Excerpted records =
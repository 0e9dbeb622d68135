/*
 * Depth-first traversal of a session's search root. The walker visits every
 * reachable regular file exactly once, applies the match predicate to the
 * file name, and appends a fully populated `MatchRecord` to the session's
 * sink for every hit. It owns no state of its own; everything it touches
 * lives on the session.
 *
 * Cancellation is cooperative: the flag is checked before every directory
 * entry, so a stop request halts the walk within one file visit. Per-entry
 * failures (permission denied, files vanishing between listing and stat)
 * are skipped and counted, never escalated; a single unreadable file must
 * not sink the whole search.
 *
 * The trait exists so the engine can be exercised with scripted walkers in
 * tests, mirroring how the scanner seam is injected elsewhere in this crate.
 */
use super::match_rule;
use super::models::MatchRecord;
use super::session::SearchSession;
use walkdir::WalkDir;

pub trait WalkerOperations: Send + Sync {
    /*
     * Runs the traversal to completion or until cancellation is observed.
     * Blocking; intended to execute on the session's dedicated worker thread.
     * Completion is signalled to the session by the engine's spawn wrapper
     * once this returns, so implementations must not mark state themselves.
     */
    fn run(&self, session: &SearchSession);
}

pub struct CoreFileWalker {}

impl CoreFileWalker {
    pub fn new() -> Self {
        CoreFileWalker {}
    }
}

impl Default for CoreFileWalker {
    fn default() -> Self {
        Self::new()
    }
}

impl WalkerOperations for CoreFileWalker {
    fn run(&self, session: &SearchSession) {
        let root = session.root().path();
        log::debug!(
            "FileWalker: Starting walk of {root:?} for query '{}' (session {}).",
            session.query().raw_text(),
            session.generation()
        );

        let offset = session.utc_offset();
        // Not following symlinks keeps every file visited at most once and
        // rules out link cycles.
        let mut entries = WalkDir::new(root).follow_links(false).into_iter();
        loop {
            if session.is_cancelled() {
                log::debug!(
                    "FileWalker: Cancellation observed for session {}; stopping walk.",
                    session.generation()
                );
                return;
            }

            let entry = match entries.next() {
                None => break,
                Some(Ok(entry)) => entry,
                Some(Err(err)) => {
                    session.note_skipped();
                    log::debug!("FileWalker: Skipping unreadable entry: {err}");
                    continue;
                }
            };

            if !entry.file_type().is_file() {
                continue;
            }

            let name = entry.file_name().to_string_lossy().into_owned();
            if !match_rule::matches(&name, session.query()) {
                continue;
            }

            // The stat races against deletion; a vanished file is skipped like
            // any other unreadable entry.
            let metadata = match entry.metadata() {
                Ok(metadata) => metadata,
                Err(err) => {
                    session.note_skipped();
                    log::debug!(
                        "FileWalker: Failed to stat matched file {:?}: {err}",
                        entry.path()
                    );
                    continue;
                }
            };

            match MatchRecord::from_metadata(name, entry.path().to_path_buf(), &metadata, offset) {
                Some(record) => session.sink().append(record),
                None => session.note_skipped(),
            }
        }

        log::debug!(
            "FileWalker: Walk of {root:?} finished for session {} ({} buffered, {} skipped).",
            session.generation(),
            session.sink().buffered_len(),
            session.skipped_count()
        );
    }
}

#[cfg(test)]
mod tests {
    use super::*;
    use crate::core::models::{Query, SearchRoot};
    use std::fs::{self, File};
    use std::path::Path;
    use tempfile::tempdir;
    use time::UtcOffset;

    fn session_for(root: &Path, query_text: &str) -> SearchSession {
        let session = SearchSession::new(
            Query::parse(query_text).expect("test queries are never empty"),
            SearchRoot::new(root.to_path_buf()),
            1,
            UtcOffset::UTC,
        );
        session.mark_running();
        session
    }

    fn drained_names(session: &SearchSession) -> Vec<String> {
        let mut names: Vec<String> = session.drain().into_iter().map(|r| r.name).collect();
        names.sort();
        names
    }

    #[test]
    fn test_substring_walk_matches_expected_files() {
        let dir = tempdir().expect("tempdir");
        File::create(dir.path().join("a.txt")).expect("create");
        File::create(dir.path().join("b.txt")).expect("create");
        File::create(dir.path().join("nota.log")).expect("create");

        let session = session_for(dir.path(), "a");
        CoreFileWalker::new().run(&session);

        assert_eq!(drained_names(&session), vec!["a.txt", "nota.log"]);
    }

    #[test]
    fn test_extension_walk_is_case_sensitive() {
        let dir = tempdir().expect("tempdir");
        File::create(dir.path().join("a.txt")).expect("create");
        File::create(dir.path().join("b.TXT")).expect("create");
        File::create(dir.path().join("c.doc")).expect("create");

        let session = session_for(dir.path(), ".txt");
        CoreFileWalker::new().run(&session);

        assert_eq!(drained_names(&session), vec!["a.txt"]);
    }

    #[test]
    fn test_walk_descends_into_subdirectories() {
        let dir = tempdir().expect("tempdir");
        fs::create_dir_all(dir.path().join("sub/deeper")).expect("mkdirs");
        File::create(dir.path().join("top_match.rs")).expect("create");
        File::create(dir.path().join("sub/mid_match.rs")).expect("create");
        File::create(dir.path().join("sub/deeper/deep_match.rs")).expect("create");
        File::create(dir.path().join("sub/other.txt")).expect("create");

        let session = session_for(dir.path(), "match");
        CoreFileWalker::new().run(&session);

        assert_eq!(
            drained_names(&session),
            vec!["deep_match.rs", "mid_match.rs", "top_match.rs"]
        );
    }

    #[test]
    fn test_directories_are_not_reported_as_matches() {
        let dir = tempdir().expect("tempdir");
        fs::create_dir(dir.path().join("match_dir")).expect("mkdir");
        File::create(dir.path().join("match_file")).expect("create");

        let session = session_for(dir.path(), "match");
        CoreFileWalker::new().run(&session);

        assert_eq!(drained_names(&session), vec!["match_file"]);
    }

    #[test]
    fn test_records_carry_absolute_paths_and_timestamps() {
        let dir = tempdir().expect("tempdir");
        let canonical = dir.path().canonicalize().expect("canonicalize");
        File::create(canonical.join("hit.txt")).expect("create");

        let session = session_for(&canonical, "hit");
        CoreFileWalker::new().run(&session);

        let records = session.drain();
        assert_eq!(records.len(), 1);
        let record = &records[0];
        assert!(record.full_path.is_absolute());
        assert_eq!(record.full_path, canonical.join("hit.txt"));
        assert_eq!(record.created_at.len(), "YYYY-MM-DD HH:MM:SS".len());
        assert_eq!(record.modified_at.len(), "YYYY-MM-DD HH:MM:SS".len());
    }

    #[test]
    fn test_cancelled_session_produces_no_records() {
        let dir = tempdir().expect("tempdir");
        for i in 0..50 {
            File::create(dir.path().join(format!("file{i}.txt"))).expect("create");
        }

        let session = session_for(dir.path(), "file");
        session.stop();
        CoreFileWalker::new().run(&session);

        assert!(
            session.drain().is_empty(),
            "flag was set before the walk began, so nothing may be produced"
        );
    }

    #[cfg(unix)]
    #[test]
    fn test_unreadable_subdirectory_is_skipped_not_fatal() {
        use std::os::unix::fs::PermissionsExt;

        let dir = tempdir().expect("tempdir");
        let locked = dir.path().join("locked");
        fs::create_dir(&locked).expect("mkdir");
        File::create(locked.join("hidden_match.txt")).expect("create");
        File::create(dir.path().join("visible_match.txt")).expect("create");

        fs::set_permissions(&locked, fs::Permissions::from_mode(0o000)).expect("chmod");
        // Privileged users (root in CI containers) ignore the mode bits; only
        // assert the skip behavior when the directory is actually unreadable.
        let actually_unreadable = fs::read_dir(&locked).is_err();

        let session = session_for(dir.path(), "match");
        CoreFileWalker::new().run(&session);

        // Restore permissions so the tempdir can be removed.
        fs::set_permissions(&locked, fs::Permissions::from_mode(0o755)).expect("chmod back");

        if actually_unreadable {
            assert_eq!(drained_names(&session), vec!["visible_match.txt"]);
            assert!(
                session.skipped_count() > 0,
                "the unreadable directory must be counted as skipped"
            );
        } else {
            assert_eq!(
                drained_names(&session),
                vec!["hidden_match.txt", "visible_match.txt"]
            );
        }
    }
}
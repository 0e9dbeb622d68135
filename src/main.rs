/*
 * CLI host for the search engine core. Plays the role a GUI shell would:
 * records the query in the history store, starts a session, drains results
 * periodically while the walk runs, and prints one row per match in the
 * shape the presentation layer consumes (name, path, created, modified).
 */
use file_seeker::core::{CoreHistoryStore, Drainer, SearchEngine, SearchError};
use simplelog::{ColorChoice, Config, LevelFilter, TermLogger, TerminalMode};
use std::path::PathBuf;
use std::sync::Arc;
use std::time::Duration;

const APP_NAME: &str = "FileSeeker";
// Responsiveness/overhead trade-off; hosts under heavy result volume may
// shrink this.
const DRAIN_INTERVAL: Duration = Duration::from_millis(200);

fn main() {
    if let Err(e) = TermLogger::init(
        LevelFilter::Warn,
        Config::default(),
        TerminalMode::Mixed,
        ColorChoice::Auto,
    ) {
        eprintln!("Failed to initialize logging: {e}");
    }

    let mut args = std::env::args().skip(1);
    let Some(query_text) = args.next() else {
        eprintln!("Usage: file_seeker <query> [root]");
        eprintln!("  <query>  substring to match, or .ext for exact-extension matching");
        eprintln!("  [root]   directory to search (defaults to the current directory)");
        std::process::exit(2);
    };
    let root = args.next().map(PathBuf::from).unwrap_or_else(|| PathBuf::from("."));

    let engine = SearchEngine::new();
    let session = match engine.start_search(&query_text, &root) {
        Ok(session) => session,
        Err(e @ SearchError::EmptyQuery) | Err(e @ SearchError::RootInvalid(_)) => {
            eprintln!("{e}");
            std::process::exit(1);
        }
        Err(e) => {
            eprintln!("Search failed to start: {e}");
            std::process::exit(1);
        }
    };

    // The search is underway; only now is the query worth remembering.
    let history = CoreHistoryStore::new(APP_NAME);
    if let Err(e) = history.remember(&query_text) {
        log::warn!("Main: Could not record query in search history: {e}");
    }

    let mut total = 0usize;
    Drainer::new(Arc::clone(&session)).run_to_completion(DRAIN_INTERVAL, &mut |batch| {
        for record in &batch.records {
            println!(
                "{}\t{}\t{}\t{}",
                record.name,
                record.full_path.display(),
                record.created_at,
                record.modified_at
            );
        }
        total += batch.records.len();
    });

    let skipped = session.skipped_count();
    if skipped > 0 {
        println!("{total} objects ({skipped} entries skipped)");
    } else {
        println!("{total} objects");
    }
}
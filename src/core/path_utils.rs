/*
 * Utility functions for resolving the application's own directories. Kept in
 * one place so every part of the core that persists anything agrees on where
 * that data lives.
 */
use directories::ProjectDirs;
use std::fs;
use std::path::PathBuf;

/*
 * Retrieves the application's local (non-roaming) configuration directory,
 * creating it if necessary. The path is derived without an organization
 * qualifier, placing it directly under the user's local application data
 * structure (e.g. AppData/Local on Windows, ~/.config on Linux). Returns
 * `None` when the platform offers no such location or creation fails.
 */
pub fn get_base_app_config_local_dir(app_name: &str) -> Option<PathBuf> {
    log::trace!("PathUtils: Resolving base app config local dir for '{app_name}'");
    ProjectDirs::from("", "", app_name).and_then(|proj_dirs| {
        let config_path = proj_dirs.config_local_dir();
        if !config_path.exists() {
            if let Err(e) = fs::create_dir_all(config_path) {
                log::error!(
                    "PathUtils: Failed to create base app config directory {config_path:?}: {e}"
                );
                return None;
            }
            log::debug!("PathUtils: Created base app config directory: {config_path:?}");
        }
        Some(config_path.to_path_buf())
    })
}
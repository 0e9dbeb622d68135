/*
 * The pure name-matching predicate. Given a file name and a parsed query,
 * decides whether the file satisfies the query. No state, no side effects,
 * no error conditions; everything stateful lives in the walker and session.
 */
use super::models::{Query, QueryMode};

/*
 * Returns true when `file_name` satisfies `query`.
 *
 * Substring mode: case-sensitive, byte-exact containment of the match text.
 * ExtensionExact mode: the portion of the name after the last '.' must equal
 * the match text exactly; a name without any '.' never matches.
 */
pub fn matches(file_name: &str, query: &Query) -> bool {
    match query.mode() {
        QueryMode::Substring => file_name.contains(query.match_text()),
        QueryMode::ExtensionExact => match file_name.rsplit_once('.') {
            Some((_, extension)) => extension == query.match_text(),
            None => false,
        },
    }
}
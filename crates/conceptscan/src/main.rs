use std::env;
use std::path::PathBuf;
use std::time::Instant;

use tracing::{Level, info};
use tracing_subscriber::EnvFilter;

use concept_extract::ConceptExtractor;

const USAGE: &str = "conceptscan [OPTIONS] <text>

  Extract concepts from a text.

Options:
  -c, --concepts <concept list path>  File with one concept per line.
                                      Defaults to the CONCEPT_LIST env var.
  -h, --help                          Show this help.
";

fn main() -> anyhow::Result<()> {
    init_tracing();

    let Some(config) = load_config() else {
        print!("{USAGE}");
        return Ok(());
    };
    info!("using concept list at {}", config.concept_list.display());

    let start = Instant::now();
    let extractor = ConceptExtractor::from_file(&config.concept_list)?;
    info!(
        "concept list loaded in {} ms ({} dictionary entries)",
        start.elapsed().as_millis(),
        extractor.entry_count()
    );

    let concepts = extractor.get(&config.text);
    let count = concepts.len();
    println!(
        "{count} {} found{}",
        if count == 1 { "concept" } else { "concepts" },
        if count > 0 { " :" } else { "." }
    );
    for concept in &concepts {
        println!("{concept}");
    }

    Ok(())
}

#[derive(Debug, Clone)]
struct Config {
    concept_list: PathBuf,
    text: String,
}

fn load_config() -> Option<Config> {
    let mut concept_list: Option<PathBuf> = None;
    let mut text: Option<String> = None;

    let mut args = env::args().skip(1);
    while let Some(arg) = args.next() {
        match arg.as_str() {
            "-h" | "--help" => return None,
            "-c" | "--concepts" => {
                if let Some(path) = args.next() {
                    concept_list = Some(PathBuf::from(path));
                }
            }
            _ => {
                if let Some(path) = arg.strip_prefix("--concepts=") {
                    concept_list = Some(PathBuf::from(path));
                } else if text.is_none() {
                    text = Some(arg);
                }
            }
        }
    }

    let concept_list = concept_list.or_else(|| env::var("CONCEPT_LIST").ok().map(PathBuf::from))?;
    Some(Config {
        concept_list,
        text: text?,
    })
}

fn init_tracing() {
    let env_filter = EnvFilter::try_from_default_env()
        .or_else(|_| EnvFilter::try_new("info"))
        .unwrap_or_else(|_| EnvFilter::new("info"));
    let max_level = env_filter
        .max_level_hint()
        .and_then(|hint| hint.into_level())
        .unwrap_or(Level::INFO);
    tracing_subscriber::fmt()
        .with_env_filter(env_filter)
        .with_target(false)
        .with_level(true)
        .with_max_level(max_level)
        .init();
}
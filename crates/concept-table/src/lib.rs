//! Chained hash table keyed by byte content.
//!
//! Keys are hashed with FNV-1a over their raw bytes, so a borrowed `&[u8]`
//! view and an owned [`ByteBuf`] with the same content always land in the
//! same bucket. Buckets start at the next prime at or above a configured
//! default and double (capped) once the load factor reaches 0.8; growth only
//! ever happens on the mutating access path, so shared read-only lookups are
//! safe by construction.
//!
//! Prime bucket sizing is a tuning choice, not a correctness requirement: a
//! non-prime bucket count makes hash values that share factors with it
//! cluster into the same buckets when the hash output is not uniform.

use concept_store::ByteBuf;

/// Default bucket-count request; rounded up to the next prime (1031).
pub const DEFAULT_BUCKET_REQUEST: usize = 1024;

/// Bucket-count growth cap.
pub const MAX_BUCKET_COUNT: usize = 1_000_000_007;

/// Load factor at or above which the next mutating access grows the table.
pub const LOAD_FACTOR_LIMIT: f64 = 0.8;

const FNV64_OFFSET_BASIS: u64 = 0xcbf2_9ce4_8422_2325; // 14695981039346656037
const FNV64_PRIME: u64 = 0x0000_0100_0000_01b3; // 1099511628211
const FNV32_OFFSET_BASIS: u32 = 0x811c_9dc5; // 2166136261
const FNV32_PRIME: u32 = 0x0100_0193; // 16777619

/// FNV-1a over raw bytes, at the platform's word width.
///
/// Identical byte content yields identical hashes regardless of how the
/// bytes are owned.
#[inline]
pub fn fnv1a(bytes: &[u8]) -> usize {
    if size_of::<usize>() == 8 {
        let mut hash = FNV64_OFFSET_BASIS;
        for &byte in bytes {
            hash ^= byte as u64;
            hash = hash.wrapping_mul(FNV64_PRIME);
        }
        hash as usize
    } else {
        let mut hash = FNV32_OFFSET_BASIS;
        for &byte in bytes {
            hash ^= byte as u32;
            hash = hash.wrapping_mul(FNV32_PRIME);
        }
        hash as usize
    }
}

fn is_prime(n: usize) -> bool {
    if n < 2 {
        return false;
    }
    if n % 2 == 0 {
        return n == 2;
    }
    if n % 3 == 0 {
        return n == 3;
    }
    let mut factor = 5;
    while factor * factor <= n {
        if n % factor == 0 || n % (factor + 2) == 0 {
            return false;
        }
        factor += 6;
    }
    true
}

/// Smallest prime at or above `n`.
pub fn next_prime_from(n: usize) -> usize {
    let mut candidate = n.max(2);
    while !is_prime(candidate) {
        candidate += 1;
    }
    candidate
}

/// Closed-address chained map from byte-content keys to `V`.
///
/// Lookup with [`get`](ChainedTable::get) is strictly read-only and reports
/// absence as `None`. [`entry_mut`](ChainedTable::entry_mut) is the
/// insert-or-fetch path; it checks the load factor and rehashes *before*
/// touching any bucket, so a new entry always lands in the post-growth
/// layout.
pub struct ChainedTable<V> {
    buckets: Vec<Vec<(ByteBuf, V)>>,
    entries: usize,
}

impl<V> ChainedTable<V> {
    pub fn new() -> Self {
        Self::with_bucket_request(DEFAULT_BUCKET_REQUEST)
    }

    /// Start with the next prime at or above `request` buckets.
    pub fn with_bucket_request(request: usize) -> Self {
        let count = next_prime_from(request);
        Self {
            buckets: (0..count).map(|_| Vec::new()).collect(),
            entries: 0,
        }
    }

    pub fn len(&self) -> usize {
        self.entries
    }

    pub fn is_empty(&self) -> bool {
        self.entries == 0
    }

    pub fn bucket_count(&self) -> usize {
        self.buckets.len()
    }

    pub fn load_factor(&self) -> f64 {
        self.entries as f64 / self.buckets.len() as f64
    }

    /// Read-only lookup. Never grows or rehashes.
    pub fn get(&self, key: &[u8]) -> Option<&V> {
        let bucket = &self.buckets[fnv1a(key) % self.buckets.len()];
        bucket
            .iter()
            .find(|(entry_key, _)| entry_key.as_slice() == key)
            .map(|(_, value)| value)
    }

    /// Fetch the value at `key`, inserting a default one if missing.
    ///
    /// Growth is checked first: at or above [`LOAD_FACTOR_LIMIT`] the bucket
    /// count doubles (capped at [`MAX_BUCKET_COUNT`]) and every entry is
    /// rehashed before this access is performed.
    pub fn entry_mut(&mut self, key: &[u8]) -> &mut V
    where
        V: Default,
    {
        if self.load_factor() >= LOAD_FACTOR_LIMIT {
            let doubled = self.buckets.len().saturating_mul(2).min(MAX_BUCKET_COUNT);
            self.rehash(doubled);
        }

        let index = fnv1a(key) % self.buckets.len();
        let bucket = &mut self.buckets[index];
        match bucket.iter().position(|(entry_key, _)| entry_key.as_slice() == key) {
            Some(pos) => &mut bucket[pos].1,
            None => {
                bucket.push((ByteBuf::from_slice(key), V::default()));
                self.entries += 1;
                let last = bucket.len() - 1;
                &mut bucket[last].1
            }
        }
    }

    /// Insert or overwrite the value at `key`.
    pub fn insert(&mut self, key: &[u8], value: V)
    where
        V: Default,
    {
        *self.entry_mut(key) = value;
    }

    /// Redistribute every entry over `new_bucket_count` buckets. The bucket
    /// count can only grow; smaller requests are ignored. Entries are moved,
    /// never recreated, so none can be dropped along the way.
    pub fn rehash(&mut self, new_bucket_count: usize) {
        if new_bucket_count <= self.buckets.len() {
            return;
        }
        let old_buckets = std::mem::replace(
            &mut self.buckets,
            (0..new_bucket_count).map(|_| Vec::new()).collect(),
        );
        for bucket in old_buckets {
            for (key, value) in bucket {
                let index = fnv1a(&key) % new_bucket_count;
                self.buckets[index].push((key, value));
            }
        }
    }

    /// Iterate over all entries in unspecified order.
    pub fn iter(&self) -> impl Iterator<Item = (&ByteBuf, &V)> {
        self.buckets
            .iter()
            .flat_map(|bucket| bucket.iter().map(|(key, value)| (key, value)))
    }
}

impl<V> Default for ChainedTable<V> {
    fn default() -> Self {
        Self::new()
    }
}
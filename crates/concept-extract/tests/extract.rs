use std::io::Write;

use concept_extract::{ConceptExtractor, MAX_CONCEPT_LEN};

fn cuisine_extractor() -> ConceptExtractor {
    ConceptExtractor::from_phrases([
        "Indian",
        "Thai",
        "Sushi",
        "Caribbean",
        "Italian",
        "West Indian",
        "Pub",
        "East Asian",
        "BBQ",
        "Chinese",
        "Portuguese",
        "Spanish",
        "French",
        "East European",
    ])
}

#[test]
fn single_match_keeps_original_casing() {
    let extractor = cuisine_extractor();
    assert_eq!(extractor.get("I would like some thai food"), ["Thai"]);
    assert_eq!(extractor.get("Where can I find good sushi"), ["Sushi"]);
}

#[test]
fn no_match_yields_empty_result() {
    let extractor = cuisine_extractor();
    assert!(extractor.get("Find me a place that does tapas").is_empty());
    assert!(extractor.get("What is the weather like today").is_empty());
}

#[test]
fn multi_word_concept_matches_whole() {
    let extractor = cuisine_extractor();
    assert_eq!(
        extractor.get("Which restaurants do East Asian food"),
        ["East Asian"]
    );
}

#[test]
fn overlapping_concepts_are_all_reported() {
    let extractor = cuisine_extractor();
    // "West Indian" starts at "west"; "Indian" starts one word later.
    assert_eq!(
        extractor.get("Which restaurants do West Indian food"),
        ["West Indian", "Indian"]
    );
}

#[test]
fn same_start_word_emits_shorter_before_longer() {
    let extractor = ConceptExtractor::from_phrases(["East", "East Asian"]);
    assert_eq!(
        extractor.get("do East Asian food"),
        ["East", "East Asian"]
    );
}

#[test]
fn first_word_alone_is_not_a_match() {
    let extractor = ConceptExtractor::from_phrases(["West Indian"]);
    assert!(extractor.get("Heading west on the motorway").is_empty());
    assert!(extractor.get("The west wing of the indian embassy").is_empty());
}

#[test]
fn matching_is_case_insensitive() {
    let extractor = cuisine_extractor();
    assert_eq!(extractor.get("wEsT iNdIaN"), ["West Indian", "Indian"]);
    assert_eq!(extractor.get("THAI FOOD PLEASE"), ["Thai"]);
}

#[test]
fn punctuation_does_not_break_matches() {
    let extractor = cuisine_extractor();
    assert_eq!(extractor.get("thai, food!"), ["Thai"]);
    assert_eq!(extractor.get(" West   Indian ? "), ["West Indian", "Indian"]);
}

#[test]
fn duplicate_occurrences_are_reported_each_time() {
    let extractor = cuisine_extractor();
    assert_eq!(extractor.get("sushi then more sushi"), ["Sushi", "Sushi"]);
}

#[test]
fn empty_and_punctuation_only_inputs_are_fine() {
    let extractor = cuisine_extractor();
    assert!(extractor.get("").is_empty());
    assert!(extractor.get(" ,;.!? ").is_empty());
}

#[test]
fn reregistering_a_concept_does_not_duplicate_matches() {
    let extractor = ConceptExtractor::from_phrases(["Thai", "Thai"]);
    assert_eq!(extractor.get("some thai food"), ["Thai"]);
}

#[test]
fn loads_concepts_from_file() {
    let mut file = tempfile::NamedTempFile::new().expect("temp file");
    writeln!(file, "Thai").unwrap();
    writeln!(file).unwrap();
    writeln!(file, "West Indian").unwrap();
    writeln!(file, "   ").unwrap();
    writeln!(file, "Sushi").unwrap();

    let extractor = ConceptExtractor::from_file(file.path()).expect("load concept list");
    assert_eq!(
        extractor.get("west indian or thai or sushi"),
        ["West Indian", "Thai", "Sushi"]
    );
}

#[test]
fn file_loader_rejects_overlong_and_non_ascii_lines() {
    let mut file = tempfile::NamedTempFile::new().expect("temp file");
    writeln!(file, "{}", "x".repeat(MAX_CONCEPT_LEN + 1)).unwrap();
    writeln!(file, "crème brûlée").unwrap();
    writeln!(file, "BBQ").unwrap();

    let extractor = ConceptExtractor::from_file(file.path()).expect("load concept list");
    let long_input = "x".repeat(MAX_CONCEPT_LEN + 1);
    assert!(extractor.get(&long_input).is_empty());
    assert_eq!(extractor.get("some bbq tonight"), ["BBQ"]);
}

#[test]
fn missing_file_is_an_error() {
    assert!(ConceptExtractor::from_file("/no/such/concepts.txt").is_err());
}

What you will do =
Reproduce, word for word and in full, only the lines above that start at the line with "predicate to the" and run through the line with "before every directory", both ends included.

Problem solution =
 * reachable regular file exactly once, applies the match predicate to the
 * file name, and appends a fully populated `MatchRecord` to the session's
 * sink for every hit. It owns no state of its own; everything it touches
 * lives on the session.
 *
 * Cancellation is cooperative: the flag is checked before every directory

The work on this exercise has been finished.